And this suggests one closing word as to our blockade-running. Nothing done on our side, I should think, can have been more galling, as nothing has been so injurious to your success. For myself, in common with all who think as I do on these questions, I abhor the blockade-runners; I heartily wish that the curse of ill-gotten gain may rest on every piece of gold they make; and never did I feel less proud of my country than when, on my way hither, I saw those vessels in Halifax sheltered under English guns. But blockade-running is the law; it is the test, in fact, of an effective blockade. And Englishmen are the blockade-runners, not because England as a nation is your enemy, but because her merchants are more adventurous and her seamen more daring than those of any nation but your own. You, I suspect, would not be the least active of blockade-runners, if we were carrying on a blockade. The nearness of our fortresses at Halifax and Nassau to your shores, which makes them the haunt of blockade-runners, is not the result of malice, but of accident,—of most unhappy accident, as I believe. We have not planted them there for this purpose. They have come down to us among the general inheritance of an age of conquest, when aggression was thought to be strength and glory,—when all kings and nations were alike rapacious,—and when the prize remained with us, not because we were below our neighbors in morality, but because we were more resolute in council and mightier in arms. Our conquering hour was yours. You, too, were then English citizens. You welcomed the arms of Cromwell to Jamaica. Your hearts thrilled at the tidings of Blenheim and Ramillies, and exulted in the thunders of Chatham. You shared the laurels and the conquests of Wolfe. For you and with you we overthrew France and Spain upon this continent, and made America the land of the Anglo-Saxon race. Halifax will share the destinies of the North-American confederation,—destinies, as I said before, not alien to yours. Nassau is an appendage to our West-Indian possessions. Those possessions are and have long been, and been known to every reasoning Englishman to be, a mere burden to us. But we have been bound in honor and humanity to protect our emancipated slaves from a danger which lay near. An ocean of changed thought and feeling has rolled over the memory of this nation within the last three years. You forget that but yesterday you were the Great Slave Power.

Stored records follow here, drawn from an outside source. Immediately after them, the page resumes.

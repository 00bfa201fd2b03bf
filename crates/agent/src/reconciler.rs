//! Reconciliation against the authority.
//!
//! Two policies, picked per deployment by
//! [`ReconcileStrategy`](crate::config::ReconcileStrategy):
//!
//! - **status pull** ([`Agent::reconcile`]): read the canonical status and
//!   fold any divergence into local state, adopting the authority's
//!   deadline.
//! - **command pull** ([`Agent::check_commands`]): read the reserve/release
//!   command slots and apply them; the agent owns the deadline.
//!
//! An unreachable authority or an unknown resource never changes local
//! state: absence of information is not the same as `FREE`.

use std::sync::Arc;

use chrono::Utc;
use iotm_core::state::{Transition, TransitionOutcome};
use iotm_core::wire::CommandKind;
use tokio::time::{Instant, MissedTickBehavior};
use tokio_util::sync::CancellationToken;

use crate::agent::Agent;
use crate::config::ReconcileStrategy;

/// What a status-pull cycle did.
#[derive(Debug, Clone, Copy, PartialEq, Eq)]
pub enum ReconcileOutcome {
    /// The authority could not be reached or answered unexpectedly.
    Unreachable,
    /// The authority does not know this resource.
    NotFound,
    /// Local and remote status already agree.
    InSync,
    /// Statuses differ, but a push happened too recently to trust the read.
    Debounced,
    /// The authority's status was folded into local state.
    Folded(TransitionOutcome),
}

/// What polling one command slot did.
#[derive(Debug, Clone, Copy, Default, PartialEq, Eq)]
pub enum CommandResult {
    /// No pending command.
    #[default]
    Empty,
    /// The command was applied.
    Accepted,
    /// The command was stale, duplicated or malformed.
    Ignored,
    /// The slot could not be read.
    Failed,
}

/// Result of one command-pull cycle.
#[derive(Debug, Clone, Copy, Default, PartialEq, Eq)]
pub struct CommandCheck {
    pub reserve: CommandResult,
    pub release: CommandResult,
}

impl Agent {
    /// One status-pull cycle.
    pub async fn reconcile(self: &Arc<Self>) -> ReconcileOutcome {
        let remote = match self.authority.fetch_status(self.resource_id()).await {
            Ok(Some(remote)) => remote,
            Ok(None) => {
                tracing::warn!(
                    resource_id = %self.resource_id(),
                    "Resource not found on the authority"
                );
                return ReconcileOutcome::NotFound;
            }
            Err(e) => {
                tracing::warn!(
                    resource_id = %self.resource_id(),
                    error = %e,
                    "Status check failed"
                );
                return ReconcileOutcome::Unreachable;
            }
        };

        let now = Utc::now();
        let committed = {
            let mut core = self.core.lock().await;
            let local = core.state.status();

            if remote.status == local {
                tracing::debug!(status = %local, "Status in sync with the authority");
                return ReconcileOutcome::InSync;
            }

            if core.state.within_debounce(now, self.config().debounce_window) {
                let since_push_ms = core
                    .state
                    .last_reported_at()
                    .map(|at| (now - at).num_milliseconds());
                tracing::info!(
                    local = %local,
                    remote = %remote.status,
                    ?since_push_ms,
                    "Recent push still settling, skipping fold this cycle",
                );
                return ReconcileOutcome::Debounced;
            }

            tracing::info!(from = %local, to = %remote.status, "Folding authority status");
            self.commit(
                &mut core,
                Transition::FoldRemote {
                    status: remote.status,
                    details: remote.details(),
                },
                now,
            )
        };

        self.dispatch(committed.follow_up);
        ReconcileOutcome::Folded(committed.outcome)
    }

    /// One command-pull cycle: the reserve slot, then the release slot.
    pub async fn check_commands(self: &Arc<Self>) -> CommandCheck {
        CommandCheck {
            reserve: self.poll_command(CommandKind::Reserve).await,
            release: self.poll_command(CommandKind::Release).await,
        }
    }

    async fn poll_command(self: &Arc<Self>, kind: CommandKind) -> CommandResult {
        let command = match self.authority.fetch_command(self.resource_id(), kind).await {
            Ok(Some(command)) => command,
            Ok(None) => return CommandResult::Empty,
            Err(e) => {
                tracing::warn!(slot = kind.path_segment(), error = %e, "Command check failed");
                return CommandResult::Failed;
            }
        };

        if command.kind() != Some(kind) {
            tracing::warn!(
                slot = kind.path_segment(),
                command = %command.command,
                "Unexpected command in slot, ignoring",
            );
            return CommandResult::Ignored;
        }

        tracing::info!(command = kind.wire_name(), message = ?command.message, "Command received");
        let transition = match kind {
            CommandKind::Reserve => Transition::RemoteReserve,
            CommandKind::Release => Transition::RemoteRelease,
        };

        if self.transition(transition).await.is_noop() {
            CommandResult::Ignored
        } else {
            CommandResult::Accepted
        }
    }

    /// Reconciler loop. The first check runs one interval after start, once
    /// the reporter has announced the agent.
    pub(crate) async fn run_reconciler(self: Arc<Self>, cancel: CancellationToken) {
        let period = self.config().check_interval;
        let mut ticker = tokio::time::interval_at(Instant::now() + period, period);
        ticker.set_missed_tick_behavior(MissedTickBehavior::Delay);

        tracing::info!(
            interval_secs = period.as_secs(),
            strategy = ?self.config().strategy,
            "Reconciliation started",
        );

        loop {
            tokio::select! {
                _ = cancel.cancelled() => {
                    tracing::info!("Reconciliation stopping");
                    break;
                }
                _ = ticker.tick() => {
                    match self.config().strategy {
                        ReconcileStrategy::StatusPull => {
                            self.reconcile().await;
                        }
                        ReconcileStrategy::CommandPull => {
                            self.check_commands().await;
                        }
                    }
                }
            }
        }
    }
}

You, till yesterday, were the great Slave Power. And England, with all her faults and shortcomings, was the great enemy of slavery. Therefore the slave-owners who had gained possession of your Government hated her, insulted her, tried to embroil you with her. They represented her, and I trust not without truth, as restlessly conspiring against the existence of their great institution. They labored, not in vain, to excite your jealousy of her maritime ambition, when, in enforcing the right of search and striving to put down the slave-trade, she was really obeying her conscience and the conscience of mankind. They bore themselves towards her in these controversies as they bore themselves towards you,—as their character compels them to bear themselves towards all whom they have to deal. Living in their own homes above law, the proclaimed doctrines of lawless aggression which alarmed and offended not England alone, but every civilized nation. And this, as I trust and believe, has been the main cause of the estrangement between us, so far as it has been an estrangement between the nations, not merely between certain sections and classes. It is a cause which will henceforth operate no more. A Scandinavian hero, as the Norse legend tells, waged a terrible combat through a whole night with the dead body of his brother-in-arms, animated by a Demon; but with the morning the Demon fled.

Other thoughts crowd upon my mind,—thoughts of what the two nations have been to each other in the past, thoughts of what they may yet be to each other in the future. But these thoughts will rise in other minds as well as in mine, if they are not stifled by the passion of the hour. If there is any question to be settled between us, let us settle it without disparagement to the just claims or the honor of either party, yet, if possible, as kindred nations. For if we do not, our posterity will curse us. A century hence, the passions which caused the quarrel will be dead, the black record of the quarrel will survive and be detested. Do what we will now, we shall not cancel the tie of blood, nor prevent it from hereafter asserting its undying power. The Englishmen of this day will not prevent those who come after them from being proud of England's grandest achievement, the sum of all her noblest victories,—the foundation of this the great Commonwealth of the New World. And you will not prevent the hearts of your children's children from turning to the birth-place of their nation, the land of their history and of their early greatness, the land which holds the august monuments of your ancient race, the works of your illustrious fathers, and their graves.

Goldwin Smith.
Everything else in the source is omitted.